Former Planning Minister Moussa Mara, 39, was promoted to the premiership on Saturday after Mali’s first postwar prime minister, Oumar Tatam Ly, quit just six months into office, a statement from the presidency said.
He has not spoken in public since his appointment but wrote a brief message on Twitter thanking Malians for their support. “Now the hard part begins. I count on the support but also the constructive criticism of all. Have a good Sunday and viva Mali,” he said.
President Ibrahima Boubacar Keita’s office gave no reason for the resignation of Ly and his ministers, but it emerged on Sunday that the prime minister had become frustrated over being unable to enact reforms in the administration.
Ly, 50, said in his resignation letter that he had been unable to convince Keita to act on “the inefficiencies and inadequacies that I found in the running of government that greatly reduce its ability to meet challenges.”
“Accordingly, in consideration of these differing views which make the mission you have entrusted to me untenable, I am sorry to present my resignation as prime minister,” Ly wrote.
A source close to Ly said he had “insistently, since early March, brought to Keita’s attention the need not only to restructure the government team, but also to change old habits in the running of Mali.”
“When you are in charge of running a government, you need your hands free to work.
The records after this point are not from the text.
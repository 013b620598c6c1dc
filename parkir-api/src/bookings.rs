use axum::{
    extract::{Path, Query, State},
    http::StatusCode,
    response::sse::{Event, Sse},
    routing::{get, post},
    Extension, Json, Router,
};
use futures_util::Stream;
use parkir_booking::{BookingPage, IssuedQr, NewBooking, PageRequest, PaymentOutcome};
use parkir_core::{Booking, Caller};
use parkir_shared::models::events::Notification;
use serde::Deserialize;
use std::convert::Infallible;
use uuid::Uuid;
use crate::{error::AppError, sse::notification_stream, state::AppState};

#[derive(Debug, Deserialize)]
struct PaymentRequest {
    method: String,
}

pub fn routes() -> Router<AppState> {
    Router::new()
        .route("/v1/bookings", post(create_booking).get(my_bookings))
        .route("/v1/bookings/stream", get(booking_stream))
        .route("/v1/bookings/{id}", get(get_booking))
        .route("/v1/bookings/{id}/confirm", post(confirm_booking))
        .route("/v1/bookings/{id}/cancel", post(cancel_booking))
        .route("/v1/bookings/{id}/entry-qr", post(entry_qr))
        .route("/v1/bookings/{id}/exit-qr", post(exit_qr))
        .route("/v1/bookings/{id}/payment", post(process_payment))
}

async fn create_booking(
    State(state): State<AppState>,
    Extension(caller): Extension<Caller>,
    Json(req): Json<NewBooking>,
) -> Result<(StatusCode, Json<Booking>), AppError> {
    let booking = state.ledger.create_booking(&caller, req).await?;
    Ok((StatusCode::CREATED, Json(booking)))
}

async fn my_bookings(
    State(state): State<AppState>,
    Extension(caller): Extension<Caller>,
    Query(page): Query<PageRequest>,
) -> Result<Json<BookingPage>, AppError> {
    Ok(Json(state.queries.my_bookings(&caller, &page).await?))
}

async fn get_booking(
    State(state): State<AppState>,
    Extension(caller): Extension<Caller>,
    Path(id): Path<Uuid>,
) -> Result<Json<Booking>, AppError> {
    Ok(Json(state.queries.get_booking(&caller, id).await?))
}

async fn confirm_booking(
    State(state): State<AppState>,
    Extension(caller): Extension<Caller>,
    Path(id): Path<Uuid>,
) -> Result<Json<Booking>, AppError> {
    Ok(Json(state.ledger.confirm_booking(&caller, id).await?))
}

async fn cancel_booking(
    State(state): State<AppState>,
    Extension(caller): Extension<Caller>,
    Path(id): Path<Uuid>,
) -> Result<Json<Booking>, AppError> {
    Ok(Json(state.ledger.cancel_booking(&caller, id).await?))
}

async fn entry_qr(
    State(state): State<AppState>,
    Extension(caller): Extension<Caller>,
    Path(id): Path<Uuid>,
) -> Result<Json<IssuedQr>, AppError> {
    Ok(Json(state.ledger.issue_entry_qr(&caller, id).await?))
}

async fn exit_qr(
    State(state): State<AppState>,
    Extension(caller): Extension<Caller>,
    Path(id): Path<Uuid>,
) -> Result<Json<IssuedQr>, AppError> {
    Ok(Json(state.ledger.issue_exit_qr(&caller, id).await?))
}

async fn process_payment(
    State(state): State<AppState>,
    Extension(caller): Extension<Caller>,
    Path(id): Path<Uuid>,
    Json(req): Json<PaymentRequest>,
) -> Result<Json<PaymentOutcome>, AppError> {
    Ok(Json(state.payments.process_booking_payment(&caller, id, &req.method).await?))
}

/// Status changes of the caller's own bookings.
async fn booking_stream(
    State(state): State<AppState>,
    Extension(caller): Extension<Caller>,
) -> Sse<impl Stream<Item = Result<Event, Infallible>>> {
    let user_id = caller.account_id;
    notification_stream(state.notifications.subscribe(), move |notification| {
        matches!(notification, Notification::BookingUpdated(event) if event.user_id == user_id)
    })
}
If this is no longer the case, you have to draw your own conclusions and that is what that Mr. Ly has done,” another close aide said.
The press in Bamako suggested that tensions between the two men had been exacerbated by the fact that Ly felt undermined by the president’s son, Karim Keita, the deputy leader of the national assembly.
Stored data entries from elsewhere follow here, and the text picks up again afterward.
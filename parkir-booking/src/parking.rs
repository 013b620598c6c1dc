use parkir_core::repository::ParkingRepository;
use parkir_core::{Caller, LedgerError, LedgerResult, LotStatus, ParkingDetails, ParkingLot, PerVehicle, Role, Store};
use parkir_inventory::NewParking;
use std::sync::Arc;
use tracing::info;
use uuid::Uuid;

/// Owner-side lot management.
pub struct ParkingService {
    store: Arc<dyn Store>,
}

impl ParkingService {
    pub fn new(store: Arc<dyn Store>) -> Self {
        Self { store }
    }

    pub async fn create_parking(&self, caller: &Caller, new_parking: NewParking) -> LedgerResult<ParkingLot> {
        if caller.role != Role::Owner {
            return Err(LedgerError::Authorization);
        }

        let lot = parkir_inventory::build_lot(caller.account_id, new_parking)?;
        self.store.insert_parking(&lot).await?;

        info!(
            parking_id = %lot.id,
            owner_id = %lot.owner_id,
            car = lot.capacity.car,
            motorcycle = lot.capacity.motorcycle,
            "Parking lot created"
        );
        Ok(lot)
    }

    pub async fn update_parking(&self, caller: &Caller, parking_id: Uuid, details: ParkingDetails) -> LedgerResult<ParkingLot> {
        self.owned_lot(caller, parking_id).await?;
        parkir_inventory::validate_details(&details)?;
        let lot = self.store.update_parking_details(parking_id, &details).await?;
        info!(parking_id = %lot.id, "Parking lot updated");
        Ok(lot)
    }

    pub async fn set_capacity(&self, caller: &Caller, parking_id: Uuid, capacity: PerVehicle<u32>) -> LedgerResult<ParkingLot> {
        self.owned_lot(caller, parking_id).await?;
        let lot = self.store.set_capacity(parking_id, capacity).await?;
        info!(
            parking_id = %lot.id,
            car = lot.capacity.car,
            motorcycle = lot.capacity.motorcycle,
            "Parking capacity changed"
        );
        Ok(lot)
    }

    pub async fn set_status(&self, caller: &Caller, parking_id: Uuid, status: LotStatus) -> LedgerResult<ParkingLot> {
        self.owned_lot(caller, parking_id).await?;
        let lot = self.store.set_parking_status(parking_id, status).await?;
        info!(parking_id = %lot.id, status = status.as_str(), "Parking status changed");
        Ok(lot)
    }

    async fn owned_lot(&self, caller: &Caller, parking_id: Uuid) -> LedgerResult<ParkingLot> {
        let lot = self
            .store
            .find_parking(parking_id)
            .await?
            .ok_or_else(|| LedgerError::not_found("parking", parking_id))?;
        if lot.owner_id != caller.account_id {
            return Err(LedgerError::Authorization);
        }
        Ok(lot)
    }
}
Keita appointed Ly, a leading economist but a surprise choice to many, after his inauguration in September last year, with Mali looking to set up a government that would turn the page on months of political chaos and war.
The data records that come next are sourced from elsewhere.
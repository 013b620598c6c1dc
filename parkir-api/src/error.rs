use axum::{
    http::StatusCode,
    response::{IntoResponse, Response},
    Json,
};
use parkir_core::LedgerError;
use serde_json::json;

#[derive(Debug)]
pub enum AppError {
    Ledger(LedgerError),
}

impl AppError {
    pub fn status(&self) -> StatusCode {
        match self {
            AppError::Ledger(err) => match err {
                LedgerError::Validation(_) => StatusCode::BAD_REQUEST,
                LedgerError::Conflict(_)
                | LedgerError::InvalidState { .. }
                | LedgerError::CapacityExceeded { .. } => StatusCode::CONFLICT,
                LedgerError::Auth(_) => StatusCode::UNAUTHORIZED,
                LedgerError::Authorization => StatusCode::FORBIDDEN,
                LedgerError::NotFound(_) => StatusCode::NOT_FOUND,
                LedgerError::InsufficientFunds { .. } => StatusCode::PAYMENT_REQUIRED,
                LedgerError::TokenInvalid(_) => StatusCode::GONE,
                LedgerError::Upstream(_) => StatusCode::BAD_GATEWAY,
                LedgerError::Contention(_) => StatusCode::SERVICE_UNAVAILABLE,
                LedgerError::Storage(_) => StatusCode::INTERNAL_SERVER_ERROR,
            },
        }
    }
}

impl IntoResponse for AppError {
    fn into_response(self) -> Response {
        let status = self.status();
        let error_message = match self {
            AppError::Ledger(LedgerError::Storage(msg)) => {
                tracing::error!("Internal Server Error: {}", msg);
                "Internal Server Error".to_string()
            }
            AppError::Ledger(err) => err.to_string(),
        };

        let body = Json(json!({
            "error": error_message,
        }));

        (status, body).into_response()
    }
}

impl From<LedgerError> for AppError {
    fn from(err: LedgerError) -> Self {
        Self::Ledger(err)
    }
}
Mara, active in Bamako and then national politics since his late 20s, was a losing candidate in the August election, garnering 1.5 percent of the vote as president of Yelema — “change” in Mali’s Bambara language — a party he founded in 2010.
Married with two children, Mara comes from a political family. His father, Joseph Mara, was a soldier and justice minister who spent time in jail in the late 1970s under the military dictatorship of Moussa Traore.
Mara, his brother and his sister were brought up by their mother and grandmother, who taught him the value of “a strict adherence to discipline,” according to his website.
An academic high achiever, he studied economics and remains one of the youngest members of Mali’s institute of chartered accountants.
One of Mara’s top priorities will be to make good on the president’s pledge when he was inaugurated last September to unite Mali, get the economy back on track and end endemic corruption.
Keita’s landslide victory in the first presidential vote since 2007 was seen as crucial for unlocking more than $4 billion in aid promised by international donors who halted contributions in the wake of Mali’s 2012 coup.
Army officers angry at the level of support they had received to combat a separatist Tuareg rebellion in Mali’s vast desert north overthrew the democratically elected government of President Amadou Toumani Toure on March 22, 2012.
In the chaos that followed, the Tuareg seized control of an area larger than France before being ousted by al-Qaida-linked groups who imposed a brutal interpretation of Islamic law on the local population, carrying out punitive amputations and executions.
Their actions drew worldwide condemnation and prompted France to launch a military offensive at Mali’s behest in January last year that ousted the Islamists.